Comodoro celebró en las calles el triunfo de Argentina
La victoria de la Selección ante Austria desató una nueva fiesta en el centro de la ciudad. Familias, jóvenes y grupos de amigos se concentraron en la tradicional esquina del Banco Nación para acompañar otro paso del equipo de Lionel Scaloni en el Mundial 2026.
La ilusión mundialista volvió a sentirse con fuerza en Comodoro Rivadavia. Apenas el árbitro marcó el final del partido y Argentina aseguró su clasificación a los 16avos de final del Mundial 2026, cientos de vecinos salieron a las calles para festejar un nuevo triunfo de la Selección.

El equipo de Lionel Scaloni venció 2 a 0 a Austria con un doblete de Lionel Messi y confirmó de manera anticipada su presencia en la próxima instancia del torneo. Como ocurrió en anteriores presentaciones de la Albiceleste, la alegría no tardó en trasladarse desde las casas, oficinas y comercios hasta el corazón de la ciudad.
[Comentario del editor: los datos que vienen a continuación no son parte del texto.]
#![forbid(unsafe_code)]

use mb_kernel_contracts::fingerprint::DeviceFingerprint;
use mb_kernel_contracts::identity::{IdentifierSource, UserIdentifier};
use mb_kernel_contracts::{storage_keys, UnixTimeMs};
use mb_storage::{KeyValueBackend, StorageError};
use rand::rngs::StdRng;
use rand::{Rng, SeedableRng};
use tracing::{debug, info, warn};

const RANDOM_SUFFIX_LEN: usize = 9;
const BASE36_ALPHABET: &[u8; 36] = b"0123456789abcdefghijklmnopqrstuvwxyz";

#[derive(Debug, Clone, Copy, PartialEq, Eq)]
pub enum IdentifierOrigin {
    /// A well-formed identifier was already persisted.
    Stored,
    /// Freshly minted; `persisted` is false when the medium refused the write and the id
    /// only lives as long as this context.
    Minted { persisted: bool },
}

#[derive(Debug, Clone, PartialEq, Eq)]
pub struct IdentifierResolution {
    pub user_id: UserIdentifier,
    pub origin: IdentifierOrigin,
}

/// Mints and persists the per-context user identifier and the device id.
pub struct IdentifierStore<R: Rng = StdRng> {
    source: IdentifierSource,
    rng: R,
}

impl IdentifierStore<StdRng> {
    pub fn new(source: IdentifierSource) -> Self {
        Self::with_rng(source, StdRng::from_entropy())
    }
}

impl<R: Rng> IdentifierStore<R> {
    pub fn with_rng(source: IdentifierSource, rng: R) -> Self {
        Self { source, rng }
    }

    pub fn source(&self) -> IdentifierSource {
        self.source
    }

    /// Returns the persisted identifier, minting and persisting one if absent.
    /// Idempotent while the backend keeps its data.
    pub fn get_or_create<B>(
        &mut self,
        backend: &mut B,
        fingerprint: &DeviceFingerprint,
        now: UnixTimeMs,
    ) -> UserIdentifier
    where
        B: KeyValueBackend + ?Sized,
    {
        self.resolve(backend, fingerprint, now).user_id
    }

    pub fn resolve<B>(
        &mut self,
        backend: &mut B,
        fingerprint: &DeviceFingerprint,
        now: UnixTimeMs,
    ) -> IdentifierResolution
    where
        B: KeyValueBackend + ?Sized,
    {
        if let Some(user_id) = load_user_id(backend) {
            return IdentifierResolution {
                user_id,
                origin: IdentifierOrigin::Stored,
            };
        }
        let user_id = self.mint(Some(fingerprint), now);
        let persisted = match backend.set(storage_keys::USER_ID, user_id.as_str()) {
            Ok(()) => true,
            Err(err) => {
                warn!(
                    medium = %backend.medium(),
                    error = %err,
                    "user id not persisted, continuing with session-only identifier"
                );
                false
            }
        };
        info!(user_id = %user_id, persisted, "minted user identifier");
        IdentifierResolution {
            user_id,
            origin: IdentifierOrigin::Minted { persisted },
        }
    }

    pub fn mint(&mut self, fingerprint: Option<&DeviceFingerprint>, now: UnixTimeMs) -> UserIdentifier {
        let suffix = random_suffix(&mut self.rng);
        UserIdentifier::mint(self.source, now, fingerprint, &suffix)
    }

    /// Returns the persisted device id, persisting `local` when none is stored.
    pub fn get_or_create_device_id<B>(
        &mut self,
        backend: &mut B,
        local: &DeviceFingerprint,
    ) -> DeviceFingerprint
    where
        B: KeyValueBackend + ?Sized,
    {
        if let Some(stored) = load_device_id(backend) {
            return stored;
        }
        if let Err(err) = backend.set(storage_keys::DEVICE_ID, local.as_str()) {
            warn!(medium = %backend.medium(), error = %err, "device id not persisted");
        }
        local.clone()
    }

    /// Replaces the persisted identifiers with ones recovered from another context.
    pub fn adopt<B>(
        &mut self,
        backend: &mut B,
        user_id: &UserIdentifier,
        device_id: &DeviceFingerprint,
    ) -> Result<(), StorageError>
    where
        B: KeyValueBackend + ?Sized,
    {
        backend.set(storage_keys::USER_ID, user_id.as_str())?;
        backend.set(storage_keys::DEVICE_ID, device_id.as_str())?;
        debug!(user_id = %user_id, device_id = %device_id, "adopted recovered identifiers");
        Ok(())
    }
}

/// Reads the persisted user identifier; malformed values are treated as absent.
pub fn load_user_id<B>(backend: &B) -> Option<UserIdentifier>
where
    B: KeyValueBackend + ?Sized,
{
    let raw = read_raw(backend, storage_keys::USER_ID)?;
    match UserIdentifier::parse(raw) {
        Ok(id) => Some(id),
        Err(err) => {
            warn!(medium = %backend.medium(), error = %err, "ignoring malformed stored user id");
            None
        }
    }
}

pub fn load_device_id<B>(backend: &B) -> Option<DeviceFingerprint>
where
    B: KeyValueBackend + ?Sized,
{
    let raw = read_raw(backend, storage_keys::DEVICE_ID)?;
    DeviceFingerprint::parse(raw).ok()
}

fn read_raw<B>(backend: &B, key: &str) -> Option<String>
where
    B: KeyValueBackend + ?Sized,
{
    match backend.get(key) {
        Ok(value) => value,
        Err(err) => {
            warn!(medium = %backend.medium(), key, error = %err, "storage read failed");
            None
        }
    }
}

fn random_suffix<R: Rng>(rng: &mut R) -> String {
    (0..RANDOM_SUFFIX_LEN)
        .map(|_| char::from(BASE36_ALPHABET[rng.gen_range(0..BASE36_ALPHABET.len())]))
        .collect()
}

#[cfg(test)]
mod tests {
    use super::*;
    use mb_storage::{MemoryBackend, StorageMedium};

    fn store() -> IdentifierStore<StdRng> {
        IdentifierStore::with_rng(IdentifierSource::Web, StdRng::seed_from_u64(7))
    }

    fn fp() -> DeviceFingerprint {
        DeviceFingerprint::parse("fp_1a2b3c4d5e_9z").unwrap()
    }

    #[test]
    fn at_id_01_get_or_create_is_idempotent() {
        let mut backend = MemoryBackend::acting_as(StorageMedium::PageStorage);
        let mut ids = store();
        let first = ids.resolve(&mut backend, &fp(), UnixTimeMs(1_712_000_000_000));
        assert_eq!(first.origin, IdentifierOrigin::Minted { persisted: true });
        let second = ids.resolve(&mut backend, &fp(), UnixTimeMs(1_712_000_009_999));
        assert_eq!(second.origin, IdentifierOrigin::Stored);
        assert_eq!(first.user_id, second.user_id);
    }

    #[test]
    fn at_id_02_minted_identifier_has_expected_shape() {
        let mut ids = store();
        let id = ids.mint(Some(&fp()), UnixTimeMs(1_712_000_000_000));
        let parts = id.components();
        assert_eq!(parts.source, "web");
        assert_eq!(parts.minted_at, Some(UnixTimeMs(1_712_000_000_000)));
        assert_eq!(parts.fingerprint_fragment, "1a2b3c4d");
        assert_eq!(parts.random.len(), 9);
        assert!(parts
            .random
            .bytes()
            .all(|b| b.is_ascii_lowercase() || b.is_ascii_digit()));
    }

    #[test]
    fn at_id_03_unwritable_medium_yields_session_only_identifier() {
        let mut backend = MemoryBackend::disabled(StorageMedium::PageStorage);
        let mut ids = store();
        let got = ids.resolve(&mut backend, &fp(), UnixTimeMs(5));
        assert_eq!(got.origin, IdentifierOrigin::Minted { persisted: false });
        assert!(got.user_id.as_str().starts_with("user_web_5_"));
    }

    #[test]
    fn at_id_04_malformed_stored_id_is_replaced() {
        let mut backend = MemoryBackend::session();
        backend.set(storage_keys::USER_ID, "garbage").unwrap();
        let mut ids = store();
        let got = ids.resolve(&mut backend, &fp(), UnixTimeMs(5));
        assert!(matches!(got.origin, IdentifierOrigin::Minted { .. }));
        assert_eq!(
            backend.get(storage_keys::USER_ID).unwrap().as_deref(),
            Some(got.user_id.as_str())
        );
    }

    #[test]
    fn at_id_05_stored_device_id_wins_over_local_fingerprint() {
        let mut backend = MemoryBackend::session();
        let mut ids = store();
        let original = fp();
        assert_eq!(ids.get_or_create_device_id(&mut backend, &original), original);
        let drifted = DeviceFingerprint::parse("fp_other_value").unwrap();
        assert_eq!(ids.get_or_create_device_id(&mut backend, &drifted), original);
    }

    #[test]
    fn at_id_06_adopt_overwrites_both_identifiers() {
        let mut backend = MemoryBackend::session();
        let mut ids = store();
        ids.get_or_create(&mut backend, &fp(), UnixTimeMs(1));
        let recovered_uid = UserIdentifier::parse("user_web_1700000000000_k2j4h5g6_q8w7e6r5t").unwrap();
        let recovered_did = DeviceFingerprint::parse("fp_k2j4h5g6_zz").unwrap();
        ids.adopt(&mut backend, &recovered_uid, &recovered_did).unwrap();
        assert_eq!(load_user_id(&backend), Some(recovered_uid));
        assert_eq!(load_device_id(&backend), Some(recovered_did));
    }

    #[test]
    fn at_id_07_suffixes_differ_between_mints() {
        let mut ids = store();
        let a = ids.mint(None, UnixTimeMs(1));
        let b = ids.mint(None, UnixTimeMs(1));
        assert_ne!(a, b);
    }
}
La esquina de los festejos
Minutos después del final del encuentro, la tradicional esquina del Banco Nación comenzó a poblarse de camisetas, banderas y bocinazos. El lugar, convertido desde hace años en el punto de encuentro de las celebraciones deportivas, volvió a reunir a vecinos de todas las edades.
Familias completas, grupos de amigos y jóvenes llegaron caminando o a bordo de autos, camionetas y motocicletas para compartir la euforia por la clasificación. Muchos llevaron banderas argentinas y otros improvisaron cánticos que rápidamente fueron acompañados por quienes se sumaban a la concentración.
Las calles céntricas se transformaron en una extensa caravana celeste y blanca. Los vehículos avanzaban a paso lento mientras los hinchas saludaban desde las ventanillas y hacían sonar las bocinas en señal de festejo.

Messi volvió a encender la ilusión
La figura de la tarde fue nuevamente Lionel Messi. El capitán argentino apareció en los momentos decisivos para marcar los dos goles que sellaron la victoria y permitieron que la Selección continúe su camino en la Copa del Mundo.
Su actuación volvió a despertar el entusiasmo de los fanáticos, que sueñan con repetir las grandes alegrías que el combinado nacional les regaló en los últimos años.
En Comodoro, cada gol fue acompañado por gritos, abrazos y festejos que se extendieron mucho más allá de los 90 minutos. La clasificación se vivió como una nueva muestra de confianza en un equipo que sigue siendo uno de los principales candidatos del torneo.

Una ciudad teñida de celeste y blanco
A medida que avanzaba la tarde, la convocatoria fue creciendo y el centro se llenó de banderas argentinas. Hubo vecinos que llegaron directamente desde sus lugares de trabajo, otros que siguieron el partido en familia y muchos jóvenes que eligieron sumarse espontáneamente a la celebración.
La postal se repitió en distintos sectores de la ciudad, aunque el epicentro volvió a estar en pleno centro, donde el clima de fiesta se mantuvo durante varias horas.